[Stored records]
#####

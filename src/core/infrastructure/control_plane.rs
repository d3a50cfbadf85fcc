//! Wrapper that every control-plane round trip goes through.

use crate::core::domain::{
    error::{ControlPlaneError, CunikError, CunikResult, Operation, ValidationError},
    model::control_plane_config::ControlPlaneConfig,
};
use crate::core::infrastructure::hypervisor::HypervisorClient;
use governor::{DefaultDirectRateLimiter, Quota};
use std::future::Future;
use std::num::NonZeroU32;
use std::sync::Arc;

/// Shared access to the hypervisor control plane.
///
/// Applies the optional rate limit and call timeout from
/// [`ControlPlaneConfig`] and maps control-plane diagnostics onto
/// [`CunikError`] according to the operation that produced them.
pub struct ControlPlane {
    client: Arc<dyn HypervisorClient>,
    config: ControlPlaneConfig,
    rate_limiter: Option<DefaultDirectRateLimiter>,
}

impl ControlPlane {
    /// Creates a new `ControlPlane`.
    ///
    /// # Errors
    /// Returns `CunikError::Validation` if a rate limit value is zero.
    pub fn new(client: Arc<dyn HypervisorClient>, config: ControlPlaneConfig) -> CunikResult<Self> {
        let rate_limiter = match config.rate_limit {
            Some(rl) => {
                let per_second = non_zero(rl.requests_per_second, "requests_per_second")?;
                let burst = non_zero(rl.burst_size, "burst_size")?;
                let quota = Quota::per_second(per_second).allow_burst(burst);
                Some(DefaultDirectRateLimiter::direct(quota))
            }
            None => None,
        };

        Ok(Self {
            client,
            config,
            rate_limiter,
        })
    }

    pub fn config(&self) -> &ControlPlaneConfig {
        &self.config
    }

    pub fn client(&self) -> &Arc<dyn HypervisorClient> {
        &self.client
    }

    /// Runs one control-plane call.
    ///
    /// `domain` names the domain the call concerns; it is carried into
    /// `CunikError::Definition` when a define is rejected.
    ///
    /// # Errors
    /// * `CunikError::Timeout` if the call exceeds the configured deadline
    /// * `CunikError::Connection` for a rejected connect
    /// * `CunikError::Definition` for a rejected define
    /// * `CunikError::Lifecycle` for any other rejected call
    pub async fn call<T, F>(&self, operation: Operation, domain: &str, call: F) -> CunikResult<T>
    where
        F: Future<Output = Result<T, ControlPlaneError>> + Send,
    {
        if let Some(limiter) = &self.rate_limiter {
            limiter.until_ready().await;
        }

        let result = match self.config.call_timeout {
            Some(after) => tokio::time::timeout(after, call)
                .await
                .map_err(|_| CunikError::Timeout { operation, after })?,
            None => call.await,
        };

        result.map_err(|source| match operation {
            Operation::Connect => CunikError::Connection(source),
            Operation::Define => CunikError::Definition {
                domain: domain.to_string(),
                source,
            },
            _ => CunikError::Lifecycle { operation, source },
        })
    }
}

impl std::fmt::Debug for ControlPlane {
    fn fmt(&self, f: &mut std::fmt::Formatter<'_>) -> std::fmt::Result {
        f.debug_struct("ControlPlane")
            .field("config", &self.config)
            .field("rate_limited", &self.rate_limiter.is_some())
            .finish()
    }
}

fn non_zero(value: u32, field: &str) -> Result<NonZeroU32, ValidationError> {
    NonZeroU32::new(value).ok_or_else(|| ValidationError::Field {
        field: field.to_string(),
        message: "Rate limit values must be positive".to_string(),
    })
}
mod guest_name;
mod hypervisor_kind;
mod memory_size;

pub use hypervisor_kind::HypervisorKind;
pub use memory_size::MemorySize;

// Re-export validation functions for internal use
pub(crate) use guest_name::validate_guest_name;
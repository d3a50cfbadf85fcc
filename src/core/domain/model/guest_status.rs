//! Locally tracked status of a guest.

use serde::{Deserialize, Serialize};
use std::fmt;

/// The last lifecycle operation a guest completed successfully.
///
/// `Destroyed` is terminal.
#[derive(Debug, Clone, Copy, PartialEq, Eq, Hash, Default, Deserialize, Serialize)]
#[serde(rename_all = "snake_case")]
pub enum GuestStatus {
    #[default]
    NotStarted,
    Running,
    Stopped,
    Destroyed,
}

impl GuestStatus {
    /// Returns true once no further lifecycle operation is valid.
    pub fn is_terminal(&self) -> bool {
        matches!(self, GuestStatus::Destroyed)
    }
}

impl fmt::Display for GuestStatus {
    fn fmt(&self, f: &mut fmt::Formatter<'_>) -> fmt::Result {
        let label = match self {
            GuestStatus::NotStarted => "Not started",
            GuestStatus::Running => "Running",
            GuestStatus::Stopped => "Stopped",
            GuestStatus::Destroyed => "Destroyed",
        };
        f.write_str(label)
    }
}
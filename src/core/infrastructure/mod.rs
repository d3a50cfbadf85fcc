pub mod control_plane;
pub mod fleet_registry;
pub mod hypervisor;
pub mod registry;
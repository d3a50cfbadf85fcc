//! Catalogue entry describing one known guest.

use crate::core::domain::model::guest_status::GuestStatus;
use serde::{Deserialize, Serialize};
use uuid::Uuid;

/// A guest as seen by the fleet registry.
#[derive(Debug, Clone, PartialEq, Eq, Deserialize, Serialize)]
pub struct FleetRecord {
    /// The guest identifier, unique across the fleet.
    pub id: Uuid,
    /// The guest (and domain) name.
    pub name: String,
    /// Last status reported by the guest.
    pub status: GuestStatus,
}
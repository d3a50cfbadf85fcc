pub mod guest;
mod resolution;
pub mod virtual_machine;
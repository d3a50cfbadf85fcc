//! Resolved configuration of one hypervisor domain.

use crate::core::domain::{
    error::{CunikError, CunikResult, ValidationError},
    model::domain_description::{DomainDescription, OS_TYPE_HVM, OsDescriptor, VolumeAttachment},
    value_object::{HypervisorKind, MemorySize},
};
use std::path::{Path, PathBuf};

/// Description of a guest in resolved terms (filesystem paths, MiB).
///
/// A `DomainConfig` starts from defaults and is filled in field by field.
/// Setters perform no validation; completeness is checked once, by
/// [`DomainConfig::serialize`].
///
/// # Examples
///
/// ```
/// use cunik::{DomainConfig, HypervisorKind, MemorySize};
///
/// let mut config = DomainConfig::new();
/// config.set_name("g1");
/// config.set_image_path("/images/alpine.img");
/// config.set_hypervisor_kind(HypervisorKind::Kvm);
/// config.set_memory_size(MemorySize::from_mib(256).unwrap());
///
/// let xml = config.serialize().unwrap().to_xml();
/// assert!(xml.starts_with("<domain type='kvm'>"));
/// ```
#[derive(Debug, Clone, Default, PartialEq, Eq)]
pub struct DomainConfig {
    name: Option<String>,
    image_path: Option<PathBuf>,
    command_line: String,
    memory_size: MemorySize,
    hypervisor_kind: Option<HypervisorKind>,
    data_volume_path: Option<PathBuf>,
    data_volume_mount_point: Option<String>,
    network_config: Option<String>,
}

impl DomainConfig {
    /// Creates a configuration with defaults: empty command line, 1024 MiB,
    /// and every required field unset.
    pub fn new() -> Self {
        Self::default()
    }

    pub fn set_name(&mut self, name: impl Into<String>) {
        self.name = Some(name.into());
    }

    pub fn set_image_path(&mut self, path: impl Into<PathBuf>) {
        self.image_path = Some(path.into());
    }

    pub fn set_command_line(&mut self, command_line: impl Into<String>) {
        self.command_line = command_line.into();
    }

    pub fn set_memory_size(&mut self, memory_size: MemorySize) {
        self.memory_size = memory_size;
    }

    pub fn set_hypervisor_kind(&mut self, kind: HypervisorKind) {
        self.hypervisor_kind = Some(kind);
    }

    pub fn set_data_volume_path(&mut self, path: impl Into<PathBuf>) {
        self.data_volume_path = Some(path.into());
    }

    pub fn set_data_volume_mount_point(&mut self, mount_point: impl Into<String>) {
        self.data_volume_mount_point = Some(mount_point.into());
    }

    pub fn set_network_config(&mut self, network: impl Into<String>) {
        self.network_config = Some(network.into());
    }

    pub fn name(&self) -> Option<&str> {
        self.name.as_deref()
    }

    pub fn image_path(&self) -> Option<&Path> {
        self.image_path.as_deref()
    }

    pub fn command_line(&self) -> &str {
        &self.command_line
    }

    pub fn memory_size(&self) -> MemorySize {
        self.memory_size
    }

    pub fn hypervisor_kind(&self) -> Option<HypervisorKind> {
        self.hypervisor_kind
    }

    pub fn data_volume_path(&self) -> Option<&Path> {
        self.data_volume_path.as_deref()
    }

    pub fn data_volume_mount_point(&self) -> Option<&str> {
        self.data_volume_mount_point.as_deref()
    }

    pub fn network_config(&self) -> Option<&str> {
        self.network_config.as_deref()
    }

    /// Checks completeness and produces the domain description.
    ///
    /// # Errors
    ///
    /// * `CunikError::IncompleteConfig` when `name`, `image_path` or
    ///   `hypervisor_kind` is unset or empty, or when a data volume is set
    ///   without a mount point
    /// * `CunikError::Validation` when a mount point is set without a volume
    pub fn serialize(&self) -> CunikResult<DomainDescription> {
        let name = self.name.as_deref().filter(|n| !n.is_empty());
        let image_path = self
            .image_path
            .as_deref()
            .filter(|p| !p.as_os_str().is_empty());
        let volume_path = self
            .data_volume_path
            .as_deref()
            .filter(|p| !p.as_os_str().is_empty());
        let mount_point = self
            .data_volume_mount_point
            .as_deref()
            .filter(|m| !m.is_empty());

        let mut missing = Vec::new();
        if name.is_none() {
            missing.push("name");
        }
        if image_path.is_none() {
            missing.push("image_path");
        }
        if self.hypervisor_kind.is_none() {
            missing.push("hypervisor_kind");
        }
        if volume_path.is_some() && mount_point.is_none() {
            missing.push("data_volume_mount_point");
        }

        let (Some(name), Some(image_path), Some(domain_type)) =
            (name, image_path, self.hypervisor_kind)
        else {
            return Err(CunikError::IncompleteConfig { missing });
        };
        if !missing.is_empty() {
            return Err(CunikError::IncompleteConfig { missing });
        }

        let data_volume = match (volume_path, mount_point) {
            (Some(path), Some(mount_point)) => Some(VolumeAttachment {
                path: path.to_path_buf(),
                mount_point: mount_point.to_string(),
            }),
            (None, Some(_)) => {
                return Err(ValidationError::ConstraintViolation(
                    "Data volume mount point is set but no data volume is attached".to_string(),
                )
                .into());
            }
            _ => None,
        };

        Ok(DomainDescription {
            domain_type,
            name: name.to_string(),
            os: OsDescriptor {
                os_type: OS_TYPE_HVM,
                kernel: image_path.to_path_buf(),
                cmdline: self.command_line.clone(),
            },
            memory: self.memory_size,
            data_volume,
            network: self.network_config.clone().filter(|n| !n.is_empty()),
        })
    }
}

#####

WORK REQUIRED:
Whenever a line in the data holds "impl", copy that line.

RESULT OF THE EXERCISE:
impl ControlPlane {
impl std::fmt::Debug for ControlPlane {
impl GuestStatus {
impl fmt::Display for GuestStatus {
impl DomainConfig {
    pub fn set_name(&mut self, name: impl Into<String>) {
    pub fn set_image_path(&mut self, path: impl Into<PathBuf>) {
    pub fn set_command_line(&mut self, command_line: impl Into<String>) {
    pub fn set_data_volume_path(&mut self, path: impl Into<PathBuf>) {
    pub fn set_data_volume_mount_point(&mut self, mount_point: impl Into<String>) {
    pub fn set_network_config(&mut self, network: impl Into<String>) {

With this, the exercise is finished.